Please tally the lines below that contain the string "batches" and reply with that figure only.

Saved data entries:
◇ ◇ ◇ ◇ ◇ ◇ ◇

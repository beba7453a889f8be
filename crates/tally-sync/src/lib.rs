//! # tally-sync: Accounting Sync Engine
//!
//! Pushes a tenant's local customers, catalog items, orders, payments and
//! refunds into its external accounting system, one entity at a time or in
//! fail-soft batches, manually or on the tenant's schedule.
//!
//! ## Architecture Overview
//! ```text
//! ┌─────────────────────────────────────────────────────────────────────────┐
//! │                        Sync Engine Architecture                         │
//! │                                                                         │
//! │  ┌────────────────────────┐          ┌────────────────────────┐        │
//! │  │       Scheduler        │          │     ManualTrigger      │        │
//! │  │                        │          │                        │        │
//! │  │ Ticks, finds due       │          │ Admin/API requests for │        │
//! │  │ tenants, runs the full │          │ chosen ids (retries)   │        │
//! │  │ chain per tenant       │          │                        │        │
//! │  └───────────┬────────────┘          └───────────┬────────────┘        │
//! │              │        TenantRunLock (one run per tenant)               │
//! │              └──────────────────┬─────────────────┘                    │
//! │                                 ▼                                       │
//! │  ┌──────────────────────────────────────────────────────────────────┐  │
//! │  │                         SyncEngine                               │  │
//! │  │                                                                  │  │
//! │  │  sync_many ─► push(kind, id) ─► mapping ─► translator ─► API     │  │
//! │  │      │                                                  │        │  │
//! │  │      └───────── one Sync Log entry per batch ◄──────────┘        │  │
//! │  └──────────────────────────────┬───────────────────────────────────┘  │
//! │                                 ▼                                       │
//! │  ┌────────────────────────┐  ┌────────────────────────────────────┐    │
//! │  │ TenantAccountingContext│  │ AccountingApi                      │    │
//! │  │ tenant, currency, tz,  │─►│ HttpAccountingClient (reqwest,     │    │
//! │  │ schedule, API client   │  │ OAuth2 client credentials)         │    │
//! │  └────────────────────────┘  └────────────────────────────────────┘    │
//! └─────────────────────────────────────────────────────────────────────────┘
//! ```
//!
//! ## Module Organization
//!
//! - [`client`] - `AccountingApi` seam and its HTTP implementation
//! - [`config`] - Process configuration (API endpoints, scheduler, database)
//! - [`context`] - Per-tenant context resolved from settings
//! - [`error`] - Sync error types and their classification
//! - [`lock`] - Per-tenant run lock
//! - [`operations`] - Single-entity pushes, batches, status transitions
//! - [`scheduler`] - Periodic runs for due tenants
//! - [`status`] - Admin read model
//! - [`trigger`] - Manual sync requests
//!
//! ## Usage
//!
//! ```rust,ignore
//! use std::sync::Arc;
//! use tally_core::EntityKind;
//! use tally_sync::{HttpApiFactory, ManualSyncRequest, ManualTrigger, Scheduler, SyncConfig};
//!
//! let config = SyncConfig::load(None)?;
//! let factory = Arc::new(HttpApiFactory::new(config.api.clone())?);
//! let scheduler = Scheduler::new(db.clone(), factory.clone(), config.scheduler.clone());
//!
//! let trigger = ManualTrigger::new(db, factory, scheduler.lock().clone());
//! let response = trigger
//!     .trigger(ManualSyncRequest::new("salon-1", EntityKind::Customer, vec!["c1".into()]))
//!     .await?;
//!
//! scheduler.run(shutdown_signal()).await;
//! ```

// =============================================================================
// Module Declarations
// =============================================================================

pub mod client;
pub mod config;
pub mod context;
pub mod error;
pub mod lock;
pub mod operations;
pub mod scheduler;
pub mod status;
pub mod trigger;

#[cfg(test)]
mod testing;

// =============================================================================
// Re-exports
// =============================================================================

pub use client::{AccountingApi, ApiFactory, HttpAccountingClient, HttpApiFactory};
pub use config::{ApiSettings, DatabaseSettings, SchedulerSettings, SyncConfig};
pub use context::TenantAccountingContext;
pub use error::{SyncError, SyncResult};
pub use lock::{RunLease, TenantRunLock};
pub use operations::{BatchSummary, PushAction, PushOutcome, SyncEngine};
pub use scheduler::{RunReport, Scheduler};
pub use status::{tenant_status, TenantSyncStatus};
pub use trigger::{ManualSyncRequest, ManualSyncResponse, ManualTrigger};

◇ ◇ ◇ ◇ ◇ ◇ ◇

- _ANSWER SECTION_:
2